Il y a une trentaine d'années, un des fondateurs de la restauration rapide avait une expression fréquente : “Mon steak, si je le vends avec 5 grammes de moins je perds le client et avec 5 grammes de plus je perds de l'argent”. Cette expression était, il y a 30 ans, trop futuriste pour être comprise. A l'époque, la notion d'abondance l'emportait sur les règles actuelles de bonne gestion.
Mais aujourd'hui elle est d'une criante actualité : la prestation fournie ne doit faire perdre ni de l'argent… ni le client.

Garder le client pourquoi ? Un client chasse l'autre
En ces périodes estivales, on retrouve la désagréable impression que certains restaurateurs sont plutôt goguenards sur la nécessité de garder le client. Cela semble être le cas pour les établissements qui sont ce que certains appellent des “couloirs de passage…”
Le flux de client l'emporte encore sur la recherche de sa satisfaction. On a dans ce type d'établissement, la désagréable impression qu'à peine assis, l'addition nous attend déjà. Certains nous le disent, dès l'arrivée : “Il faudra libérer la table pour 21h” (sic).
Ce genre de déclaration liminaire déclenche toujours, chez moi, la même envie de réponse “elle est déjà libre, puisque je m'en vais tout de suite…”
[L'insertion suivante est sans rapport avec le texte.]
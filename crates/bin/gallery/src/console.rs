//! Text menu driving the [`GalleryService`].
//!
//! Reads one answer per line from any [`BufRead`] and writes prompts and
//! results to any [`Write`], so sessions can be scripted in tests. Input that
//! does not parse sends the user back to the menu. End of input ends the
//! session as if "Exit" had been chosen.

use std::io::{BufRead, Write};
use std::str::FromStr;

use chrono::NaiveDate;

use gallery_app::ports::{ArtworkRepository, FavoriteRepository};
use gallery_app::services::gallery_service::GalleryService;
use gallery_domain::artwork::Artwork;
use gallery_domain::error::GalleryError;
use gallery_domain::id::{ArtistId, ArtworkId, UserId};

const MENU: &str = "
===== Virtual Art Gallery =====
1. Add Artwork
2. Update Artwork
3. Remove Artwork
4. Get Artwork by ID
5. Search Artworks
6. Add Artwork to User Favorites
7. Remove Artwork from User Favorites
8. Get User Favorite Artworks
9. Exit";

const GOODBYE: &str = "Exiting the Virtual Art Gallery. Goodbye!";

/// Errors that end a console session.
#[derive(Debug, thiserror::Error)]
pub enum ConsoleError {
    /// Reading input or writing output failed.
    #[error("console i/o failed")]
    Io(#[from] std::io::Error),
    /// The gallery store became unusable.
    #[error("gallery store unavailable")]
    Gallery(#[from] GalleryError),
}

/// An interactive session over a gallery service.
pub struct Console<'s, A, F, R, W> {
    service: &'s GalleryService<A, F>,
    input: R,
    output: W,
    closed: bool,
}

impl<'s, A, F, R, W> Console<'s, A, F, R, W>
where
    A: ArtworkRepository,
    F: FavoriteRepository,
    R: BufRead,
    W: Write,
{
    /// Bind a menu session to a service and its input/output streams.
    pub fn new(service: &'s GalleryService<A, F>, input: R, output: W) -> Self {
        Self {
            service,
            input,
            output,
            closed: false,
        }
    }

    /// Show the menu and dispatch choices until the user exits or input ends.
    ///
    /// # Errors
    ///
    /// Returns [`ConsoleError::Io`] if the terminal fails, or
    /// [`ConsoleError::Gallery`] when a lookup hits a storage failure.
    pub async fn run(mut self) -> Result<(), ConsoleError> {
        loop {
            writeln!(self.output, "{MENU}")?;
            let Some(choice) = self.ask("Choose an option: ")? else {
                break;
            };
            match choice.trim() {
                "1" => self.add_artwork().await?,
                "2" => self.update_artwork().await?,
                "3" => self.remove_artwork().await?,
                "4" => self.get_artwork_by_id().await?,
                "5" => self.search_artworks().await?,
                "6" => self.add_favorite().await?,
                "7" => self.remove_favorite().await?,
                "8" => self.get_favorites().await?,
                "9" => break,
                _ => writeln!(self.output, "Invalid option. Please try again.")?,
            }
            if self.closed {
                break;
            }
        }
        writeln!(self.output, "{GOODBYE}")?;
        self.output.flush()?;
        Ok(())
    }

    async fn add_artwork(&mut self) -> Result<(), ConsoleError> {
        let Some(artwork) = self.ask_artwork(None)? else {
            return Ok(());
        };
        let message = if self.service.add_artwork(artwork).await {
            "Artwork added successfully."
        } else {
            "Failed to add artwork."
        };
        writeln!(self.output, "{message}")?;
        Ok(())
    }

    async fn update_artwork(&mut self) -> Result<(), ConsoleError> {
        let Some(id) = self.ask_parsed::<ArtworkId>("Enter Artwork ID to update: ", "ID")?
        else {
            return Ok(());
        };
        let Some(artwork) = self.ask_artwork(Some(id))? else {
            return Ok(());
        };
        let message = if self.service.update_artwork(artwork).await {
            "Artwork updated successfully."
        } else {
            "Failed to update artwork."
        };
        writeln!(self.output, "{message}")?;
        Ok(())
    }

    async fn remove_artwork(&mut self) -> Result<(), ConsoleError> {
        let Some(id) = self.ask_parsed::<ArtworkId>("Enter Artwork ID to remove: ", "ID")?
        else {
            return Ok(());
        };
        let message = if self.service.remove_artwork(id).await {
            "Artwork removed successfully."
        } else {
            "Failed to remove artwork."
        };
        writeln!(self.output, "{message}")?;
        Ok(())
    }

    async fn get_artwork_by_id(&mut self) -> Result<(), ConsoleError> {
        let Some(id) = self.ask_parsed::<ArtworkId>("Enter Artwork ID: ", "ID")? else {
            return Ok(());
        };
        match self.service.get_artwork_by_id(id).await {
            Ok(artwork) => writeln!(
                self.output,
                "Artwork: {}, {}",
                artwork.title, artwork.description
            )?,
            Err(err @ GalleryError::ArtworkNotFound(_)) => writeln!(self.output, "{err}")?,
            Err(err) => return Err(err.into()),
        }
        Ok(())
    }

    async fn search_artworks(&mut self) -> Result<(), ConsoleError> {
        let Some(keyword) = self.ask("Enter keyword to search: ")? else {
            return Ok(());
        };
        let artworks = self.service.search_artworks(&keyword).await?;
        if artworks.is_empty() {
            writeln!(
                self.output,
                "No artworks found matching the keyword \"{keyword}\"."
            )?;
        } else {
            writeln!(self.output, "Search Results:")?;
            self.list(&artworks)?;
        }
        Ok(())
    }

    async fn add_favorite(&mut self) -> Result<(), ConsoleError> {
        let Some((user_id, artwork_id)) = self.ask_favorite()? else {
            return Ok(());
        };
        let message = if self
            .service
            .add_artwork_to_favorite(user_id, artwork_id)
            .await
        {
            "Artwork added to favorites."
        } else {
            "Failed to add to favorites."
        };
        writeln!(self.output, "{message}")?;
        Ok(())
    }

    async fn remove_favorite(&mut self) -> Result<(), ConsoleError> {
        let Some((user_id, artwork_id)) = self.ask_favorite()? else {
            return Ok(());
        };
        let message = if self
            .service
            .remove_artwork_from_favorite(user_id, artwork_id)
            .await
        {
            "Artwork removed from favorites."
        } else {
            "Failed to remove from favorites."
        };
        writeln!(self.output, "{message}")?;
        Ok(())
    }

    async fn get_favorites(&mut self) -> Result<(), ConsoleError> {
        let Some(user_id) = self.ask_parsed::<UserId>("Enter User ID: ", "ID")? else {
            return Ok(());
        };
        match self.service.get_user_favorite_artworks(user_id).await {
            Ok(artworks) => {
                writeln!(self.output, "Favorite Artworks:")?;
                self.list(&artworks)?;
            }
            Err(err @ GalleryError::UserNotFound(_)) => writeln!(self.output, "{err}")?,
            Err(err) => return Err(err.into()),
        }
        Ok(())
    }

    fn list(&mut self, artworks: &[Artwork]) -> Result<(), ConsoleError> {
        for artwork in artworks {
            let id = artwork.id.map(|id| id.to_string()).unwrap_or_default();
            writeln!(self.output, "ID: {id}, Title: {}", artwork.title)?;
        }
        Ok(())
    }

    /// Ask for every artwork field. `id` is `Some` when editing an existing
    /// artwork, which also switches the prompts to "new" values.
    fn ask_artwork(&mut self, id: Option<ArtworkId>) -> Result<Option<Artwork>, ConsoleError> {
        let new = if id.is_some() { "new " } else { "" };
        let Some(title) = self.ask(&format!("Enter {new}Title: "))? else {
            return Ok(None);
        };
        let Some(description) = self.ask(&format!("Enter {new}Description: "))? else {
            return Ok(None);
        };
        let Some(creation_date) = self.ask_parsed::<NaiveDate>(
            &format!("Enter {new}Creation Date (yyyy-mm-dd): "),
            "date (expected yyyy-mm-dd)",
        )?
        else {
            return Ok(None);
        };
        let Some(medium) = self.ask(&format!("Enter {new}Medium: "))? else {
            return Ok(None);
        };
        let Some(image_url) = self.ask(&format!("Enter {new}Image URL: "))? else {
            return Ok(None);
        };
        let Some(artist_id) =
            self.ask_parsed::<ArtistId>(&format!("Enter {new}Artist ID: "), "ID")?
        else {
            return Ok(None);
        };
        Ok(Some(Artwork {
            id,
            title,
            description,
            creation_date,
            medium,
            image_url,
            artist_id,
        }))
    }

    fn ask_favorite(&mut self) -> Result<Option<(UserId, ArtworkId)>, ConsoleError> {
        let Some(user_id) = self.ask_parsed::<UserId>("Enter User ID: ", "ID")? else {
            return Ok(None);
        };
        let Some(artwork_id) = self.ask_parsed::<ArtworkId>("Enter Artwork ID: ", "ID")? else {
            return Ok(None);
        };
        Ok(Some((user_id, artwork_id)))
    }

    /// Prompt and parse one value. Unparseable answers are reported and yield `None`.
    fn ask_parsed<T: FromStr>(
        &mut self,
        label: &str,
        what: &str,
    ) -> Result<Option<T>, ConsoleError> {
        let Some(answer) = self.ask(label)? else {
            return Ok(None);
        };
        match answer.parse::<T>() {
            Ok(value) => Ok(Some(value)),
            Err(_) => {
                writeln!(self.output, "Invalid {what}: {answer}")?;
                Ok(None)
            }
        }
    }

    /// Prompt and read one line without its terminator. `None` at end of input.
    fn ask(&mut self, label: &str) -> Result<Option<String>, ConsoleError> {
        write!(self.output, "{label}")?;
        self.output.flush()?;
        let mut line = String::new();
        if self.input.read_line(&mut line)? == 0 {
            writeln!(self.output)?;
            self.closed = true;
            return Ok(None);
        }
        let len = line.trim_end_matches(['\r', '\n']).len();
        line.truncate(len);
        Ok(Some(line))
    }
}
Toutes les régions touristiques qui ont usé un peu trop abondamment de ce procédé l'ont payé dans un deuxième temps. Le touriste, pris un peu trop pour un “gogo”, a changé de région, voire de pays. Les chiffres officiels révélés après chaque saison touristique ne font pas que sanctionner trop ou pas assez de soleil : ils sanctionnent aussi une qualité ou une absence de qualité que l'estivant trouve ou ne trouve pas dans une région.
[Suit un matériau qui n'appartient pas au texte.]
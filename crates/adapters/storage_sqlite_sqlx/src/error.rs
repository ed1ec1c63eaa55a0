//! Storage-specific error type wrapping sqlx errors.

use gallery_domain::error::GalleryError;

/// Errors originating from the `SQLite` storage layer.
#[derive(Debug, thiserror::Error)]
pub enum StorageError {
    /// A query or connection failed.
    #[error("database error")]
    Database(#[from] sqlx::Error),

    /// Failed to run migrations.
    #[error("migration error")]
    Migration(#[from] sqlx::migrate::MigrateError),
}

impl From<StorageError> for GalleryError {
    fn from(err: StorageError) -> Self {
        Self::Storage(Box::new(err))
    }
}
Au passage, tous les autochtones en profitent largement. J'ai la
grande chance dans ma ville d'origine, d'être traité comme les Belges de passage, tout au long de la saison estivale.
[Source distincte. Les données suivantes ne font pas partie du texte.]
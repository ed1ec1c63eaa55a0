//! Artwork — a catalog record describing a single piece of art.

use chrono::NaiveDate;
use serde::{Deserialize, Serialize};

use crate::error::{GalleryError, ValidationError};
use crate::id::{ArtistId, ArtworkId};

/// A piece of art in the catalog.
///
/// `id` is `None` until the store has accepted the record and assigned a key.
/// Once set it never changes.
#[derive(Debug, Clone, PartialEq, Eq, Serialize, Deserialize)]
pub struct Artwork {
    pub id: Option<ArtworkId>,
    pub title: String,
    pub description: String,
    pub creation_date: NaiveDate,
    pub medium: String,
    pub image_url: String,
    pub artist_id: ArtistId,
}

impl Artwork {
    /// Create a builder for constructing an [`Artwork`].
    #[must_use]
    pub fn builder() -> ArtworkBuilder {
        ArtworkBuilder::default()
    }

    /// Check domain invariants.
    ///
    /// # Errors
    ///
    /// Returns [`GalleryError::Validation`] when `title` is empty.
    pub fn validate(&self) -> Result<(), GalleryError> {
        if self.title.trim().is_empty() {
            return Err(ValidationError::EmptyTitle.into());
        }
        Ok(())
    }

    /// Return a copy carrying the store-assigned id.
    #[must_use]
    pub fn with_id(self, id: ArtworkId) -> Self {
        Self {
            id: Some(id),
            ..self
        }
    }

    /// Whether `keyword` occurs in the title or description, ignoring case.
    #[must_use]
    pub fn matches(&self, keyword: &str) -> bool {
        let keyword = keyword.to_lowercase();
        self.title.to_lowercase().contains(&keyword)
            || self.description.to_lowercase().contains(&keyword)
    }
}

/// Step-by-step builder for [`Artwork`].
#[derive(Debug, Default)]
pub struct ArtworkBuilder {
    title: Option<String>,
    description: Option<String>,
    creation_date: Option<NaiveDate>,
    medium: Option<String>,
    image_url: Option<String>,
    artist_id: Option<ArtistId>,
}

impl ArtworkBuilder {
    #[must_use]
    pub fn title(mut self, title: impl Into<String>) -> Self {
        self.title = Some(title.into());
        self
    }

    #[must_use]
    pub fn description(mut self, description: impl Into<String>) -> Self {
        self.description = Some(description.into());
        self
    }

    #[must_use]
    pub fn creation_date(mut self, creation_date: NaiveDate) -> Self {
        self.creation_date = Some(creation_date);
        self
    }

    #[must_use]
    pub fn medium(mut self, medium: impl Into<String>) -> Self {
        self.medium = Some(medium.into());
        self
    }

    #[must_use]
    pub fn image_url(mut self, image_url: impl Into<String>) -> Self {
        self.image_url = Some(image_url.into());
        self
    }

    #[must_use]
    pub fn artist_id(mut self, artist_id: ArtistId) -> Self {
        self.artist_id = Some(artist_id);
        self
    }

    /// Consume the builder, validate, and return an [`Artwork`].
    ///
    /// Missing text fields default to empty, a missing date to
    /// `NaiveDate::default()` and a missing artist to id `0`.
    ///
    /// # Errors
    ///
    /// Returns [`GalleryError::Validation`] if `title` is missing or empty.
    pub fn build(self) -> Result<Artwork, GalleryError> {
        let artwork = Artwork {
            id: None,
            title: self.title.unwrap_or_default(),
            description: self.description.unwrap_or_default(),
            creation_date: self.creation_date.unwrap_or_default(),
            medium: self.medium.unwrap_or_default(),
            image_url: self.image_url.unwrap_or_default(),
            artist_id: self.artist_id.unwrap_or(ArtistId::new(0)),
        };
        artwork.validate()?;
        Ok(artwork)
    }
}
Réconciliés avec le “bon” et “le prix”
Aujourd'hui, contrairement à certaines idées répandues, le client, commence à avoir une idée juste du prix des choses. Avant d'entrer dans un restaurant, il n'a pas besoin que des panneaux muraux, en plusieurs langues, lui déclinent des prix qu'il ne retrouvera pas pour certains… Le client aujourd'hui sait évaluer dans quel type de restaurant il entre : “étoilé”, “vrai gastronomique”, “se donne l'air d'un gastro”, “resto tout simple”, “resto à spécialité” et aujourd'hui “resto rapide”. Ce premier diagnostic amène la décision d'entrer ou non, en y mettant aussi des éléments subjectifs.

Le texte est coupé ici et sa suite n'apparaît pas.